Ce film est sans aucun doute le chef d'œuvre de Billy Wilder, testament noir et en même temps déclaration d'amour à un cinéma oublié. Le film est pourtant d'une noirceur et d'un cynisme rarement atteint au cinéma apparaissant comme un film noir sans concession.

Norma Desmond, ancienne star du cinéma muet, embauche Joe Gillis un scénariste fauché et prêt à tout pour rembourses ses dettes. Son travail étant de préparer le scénario écrit par Desmond, il s'installe dans la villa de la star mais très rapidement ce travail relativement simple va être remplacé par une relation malsaine entre l'actrice déchue et le scénariste raté. Ce sera sans compté son majordome, Max, éternel serviteur dévoué à la star.

"Boulevard du crépuscule" est tellement complet que je ne sais par où commencer. L'aspect visuel du film est soigné, cette villa fastueuse sur Sunset Boulevard est l'héritage direct de Welles et de son Xanadu dans Citizen kane. Avec ses grandes volées d'escaliers dignes de « La splendeur des Amberson », il est difficile de ne pas sentir toute la grandeur des années 20. Le film a le mérite de montrer l'envers du décor, avec les tournages de la Paramount et la mise en abîme d'un tournage dirigé par Cecil B. DeMille en personne.
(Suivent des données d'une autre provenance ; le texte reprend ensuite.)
use serde::Serialize;
use serde_json::{Map, Value};
use theatron_core::{SessionId, UserId};

use crate::error::TelemetryError;

/// Client → server frames. Serialized as `{"event": ..., "data": ...}`.
#[derive(Clone, Debug, PartialEq, Serialize)]
#[serde(tag = "event", content = "data")]
pub enum ClientFrame {
    /// Admin dashboards join the live overview channel.
    #[serde(rename = "admin:join-live")]
    AdminJoinLive { session_id: SessionId },

    /// Keepalive for one viewer session. The first heartbeat after a
    /// connect doubles as the session join.
    #[serde(rename = "heartbeat")]
    Heartbeat {
        session_id: SessionId,
        metadata: Map<String, Value>,
    },

    /// Admin command: force-disconnect another user's session.
    #[serde(rename = "admin:disconnect-user")]
    AdminDisconnectUser { user_id: UserId },

    /// Courtesy notice sent on clean client disconnect.
    #[serde(rename = "user:disconnected")]
    UserDisconnected { session_id: SessionId },
}

impl ClientFrame {
    pub fn to_text(&self) -> Result<String, TelemetryError> {
        serde_json::to_string(self).map_err(|e| TelemetryError::Malformed(e.to_string()))
    }
}

/// Server → client frames.
///
/// Parsed leniently: unknown events are preserved rather than rejected,
/// so a newer backend never kills the channel.
#[derive(Clone, Debug, PartialEq)]
#[non_exhaustive]
pub enum ServerFrame {
    /// Aggregated live-session stats for admin surfaces.
    LiveStats(Value),
    /// Heartbeat acknowledgement.
    LiveHeartbeat,
    /// Another session of this user disconnected.
    LiveDisconnected(Value),
    /// An admin-initiated disconnect elsewhere completed.
    LiveAdminDisconnected(Value),
    /// Hard cancellation of THIS session. No grace period.
    ForceDisconnect,
    /// Event this client version does not know.
    Unknown { event: String, data: Value },
}

impl ServerFrame {
    pub fn parse(text: &str) -> Result<Self, TelemetryError> {
        let value: Value =
            serde_json::from_str(text).map_err(|e| TelemetryError::Malformed(e.to_string()))?;
        let event = value
            .get("event")
            .and_then(Value::as_str)
            .ok_or_else(|| TelemetryError::Malformed("missing `event`".into()))?;
        let data = value.get("data").cloned().unwrap_or(Value::Null);

        Ok(match event {
            "live:stats" => ServerFrame::LiveStats(data),
            "live:heartbeat" => ServerFrame::LiveHeartbeat,
            "live:disconnected" => ServerFrame::LiveDisconnected(data),
            "live:admin-disconnected" => ServerFrame::LiveAdminDisconnected(data),
            "force:disconnect" => ServerFrame::ForceDisconnect,
            other => ServerFrame::Unknown {
                event: other.to_string(),
                data,
            },
        })
    }
}
use thiserror::Error;

/// Centralized error type for theatron-net.
#[derive(Debug, Error, Clone)]
#[non_exhaustive]
pub enum NetError {
    #[error("request failed: {0}")]
    Request(String),

    #[error("HTTP {status} for URL: {url}")]
    HttpStatus { status: u16, url: String },

    #[error("response body was not valid JSON: {0}")]
    InvalidBody(String),

    #[error("timeout")]
    Timeout,

    #[error("request failed after {max_attempts} attempts: {source}")]
    RetryExhausted {
        max_attempts: u32,
        source: Box<NetError>,
    },
}

impl NetError {
    /// Creates an HTTP status error.
    pub fn http_status(status: u16, url: impl Into<String>) -> Self {
        Self::HttpStatus {
            status,
            url: url.into(),
        }
    }

    /// Creates a timeout error.
    pub fn timeout() -> Self {
        Self::Timeout
    }

    /// Checks whether this error is worth retrying.
    pub fn is_retryable(&self) -> bool {
        match self {
            NetError::Timeout => true,
            NetError::HttpStatus { status, .. } => {
                // 5xx server errors plus 408/429.
                *status >= 500 || *status == 429 || *status == 408
            }
            NetError::Request(msg) => {
                msg.contains("timeout") || msg.contains("connection") || msg.contains("network")
            }
            NetError::InvalidBody(_) | NetError::RetryExhausted { .. } => false,
        }
    }

    /// Gets the HTTP status code if this is a status error.
    pub fn status_code(&self) -> Option<u16> {
        match self {
            NetError::HttpStatus { status, .. } => Some(*status),
            _ => None,
        }
    }
}

impl From<reqwest::Error> for NetError {
    fn from(error: reqwest::Error) -> Self {
        if error.is_timeout() {
            return Self::Timeout;
        }
        Self::Request(error.to_string())
    }
}

pub type NetResult<T> = Result<T, NetError>;
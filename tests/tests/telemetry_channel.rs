//! Channel behavior seen from the session level.

use std::time::Duration;

use theatron::prelude::*;

use crate::common::{config, passing_runner, Harness};

async fn wait_until(mut check: impl FnMut() -> bool) {
    tokio::time::timeout(Duration::from_secs(60), async {
        while !check() {
            tokio::time::sleep(Duration::from_millis(10)).await;
        }
    })
    .await
    .expect("condition never became true");
}

#[tokio::test(start_paused = true)]
async fn dead_backend_degrades_to_offline_not_an_error() {
    let (_harness, deps) = Harness::with_dead_telemetry(passing_runner());

    // Session start succeeds even though telemetry can never connect.
    let session = WatchSession::start(config("u1"), deps, ContentId::new("e1"))
        .await
        .unwrap();
    assert_eq!(session.security_outcome(), RunState::Passed);

    // The bounded retry budget (5 × 1 s) drains, then the state is
    // terminally disconnected.
    wait_until(|| session.telemetry_state() == ConnectionState::Disconnected).await;

    // Long after, still disconnected: no endless retry loop.
    tokio::time::sleep(Duration::from_secs(120)).await;
    assert_eq!(session.telemetry_state(), ConnectionState::Disconnected);
}

#[tokio::test(start_paused = true)]
async fn heartbeats_carry_the_active_episode() {
    let (mut harness, deps) = Harness::with_live_telemetry(passing_runner());
    let session = WatchSession::start(config("u1"), deps, ContentId::new("e1"))
        .await
        .unwrap();
    wait_until(|| session.telemetry_state() == ConnectionState::Connected).await;

    let server = harness.server.as_mut().unwrap();
    let frame = server.incoming.recv().await.unwrap();
    match frame {
        theatron_telemetry::ClientFrame::Heartbeat { metadata, .. } => {
            assert_eq!(
                metadata.get("episode"),
                Some(&serde_json::Value::String("e1".into()))
            );
        }
        other => panic!("expected heartbeat, got {other:?}"),
    }
}

#[tokio::test(start_paused = true)]
async fn playback_survives_telemetry_outage() {
    let (_harness, deps) = Harness::with_dead_telemetry(passing_runner());
    let session = WatchSession::start(config("u1"), deps, ContentId::new("e1"))
        .await
        .unwrap();

    session.handle_element_event(theatron_play::ElementEvent::MetadataLoaded {
        duration: Duration::from_secs(3600),
    });
    session.play_pause().unwrap();

    wait_until(|| session.telemetry_state() == ConnectionState::Disconnected).await;
    // Telemetry being down degrades the indicator, not the playback.
    assert!(session.playback().is_playing);
}
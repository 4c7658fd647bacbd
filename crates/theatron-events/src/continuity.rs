#![forbid(unsafe_code)]

use theatron_core::ContentId;

/// Events published by episode continuity.
#[derive(Clone, Debug)]
#[non_exhaustive]
pub enum ContinuityEvent {
    /// The active episode changed; `url_param` is the shareable `ep=` value.
    EpisodeSelected {
        episode: ContentId,
        url_param: String,
    },
    /// A selection targeted the already-current episode; no re-attach.
    SelectionUnchanged { episode: ContentId },
}
#![forbid(unsafe_code)]

mod ids;
mod progress;

pub use ids::{ContentId, SeriesId, SessionId, UserId};
pub use progress::{progress_key, watched_fraction, WATCHED_FRACTION};
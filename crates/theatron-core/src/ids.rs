use serde::{Deserialize, Serialize};
use uuid::Uuid;

/// Identifier of a single piece of playable content (an episode or a movie).
#[derive(Clone, Debug, PartialEq, Eq, Hash, Serialize, Deserialize)]
#[serde(transparent)]
pub struct ContentId(String);

impl ContentId {
    pub fn new<S: Into<String>>(id: S) -> Self {
        Self(id.into())
    }

    pub fn as_str(&self) -> &str {
        &self.0
    }
}

impl std::fmt::Display for ContentId {
    fn fmt(&self, f: &mut std::fmt::Formatter<'_>) -> std::fmt::Result {
        f.write_str(&self.0)
    }
}

impl From<&str> for ContentId {
    fn from(id: &str) -> Self {
        Self::new(id)
    }
}

/// Identifier of a series grouping episodes by ordinal.
#[derive(Clone, Debug, PartialEq, Eq, Hash, Serialize, Deserialize)]
#[serde(transparent)]
pub struct SeriesId(String);

impl SeriesId {
    pub fn new<S: Into<String>>(id: S) -> Self {
        Self(id.into())
    }

    pub fn as_str(&self) -> &str {
        &self.0
    }
}

impl std::fmt::Display for SeriesId {
    fn fmt(&self, f: &mut std::fmt::Formatter<'_>) -> std::fmt::Result {
        f.write_str(&self.0)
    }
}

impl From<&str> for SeriesId {
    fn from(id: &str) -> Self {
        Self::new(id)
    }
}

/// Identifier of the viewer owning a watch session.
#[derive(Clone, Debug, PartialEq, Eq, Hash, Serialize, Deserialize)]
#[serde(transparent)]
pub struct UserId(String);

impl UserId {
    pub fn new<S: Into<String>>(id: S) -> Self {
        Self(id.into())
    }

    pub fn as_str(&self) -> &str {
        &self.0
    }
}

impl std::fmt::Display for UserId {
    fn fmt(&self, f: &mut std::fmt::Formatter<'_>) -> std::fmt::Result {
        f.write_str(&self.0)
    }
}

impl From<&str> for UserId {
    fn from(id: &str) -> Self {
        Self::new(id)
    }
}

/// Unique identifier of one watch session, minted at session start.
#[derive(Clone, Copy, Debug, PartialEq, Eq, Hash, Serialize, Deserialize)]
#[serde(transparent)]
pub struct SessionId(Uuid);

impl SessionId {
    #[must_use]
    pub fn new() -> Self {
        Self(Uuid::new_v4())
    }

    #[must_use]
    pub fn as_uuid(&self) -> &Uuid {
        &self.0
    }
}

impl Default for SessionId {
    fn default() -> Self {
        Self::new()
    }
}

impl std::fmt::Display for SessionId {
    fn fmt(&self, f: &mut std::fmt::Formatter<'_>) -> std::fmt::Result {
        write!(f, "{}", self.0)
    }
}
Mais au-delà de l'image, le film présente un propos mature et très cru sur Hollywood. Traitant de la difficulté des acteurs et des actrices à vieillir et à accepter de perdre la vedette au profit d'artistes plus jeunes, il lance, comme un pavé au milieu de la mare, une vérité difficile à admettre. Hommage vibrant au cinéma muet, Sunset Boulevard transpire de nostalgie et quand, pendant une partie de bridge, on voit les visages inexpressifs d'un Buster keaton, d'Anna Q. Nilsson ou de H.B. Warner, il est difficile de ne pas être ému.
Il traite à la perfection de la déchéance qu'on vécut ces acteurs incapables de s'adapter au cinéma parlant, dénonçant Hollywood comme un monstre qui a broyé des acteurs comme Fairbanks.

Si dans le film Desmond à tourner sous la direction de DeMille en personne, la réalité n'est pas loin. Car dans le rôle de Desmond, on retrouve Gloria Swanson qui a elle-même tourné pour DeMille et même pour Von Stroheim qui interprète le rôle du majordome Max qui (dans le film) a été le premier réalisateur à faire connaître Desmond. La boucle est bouclée.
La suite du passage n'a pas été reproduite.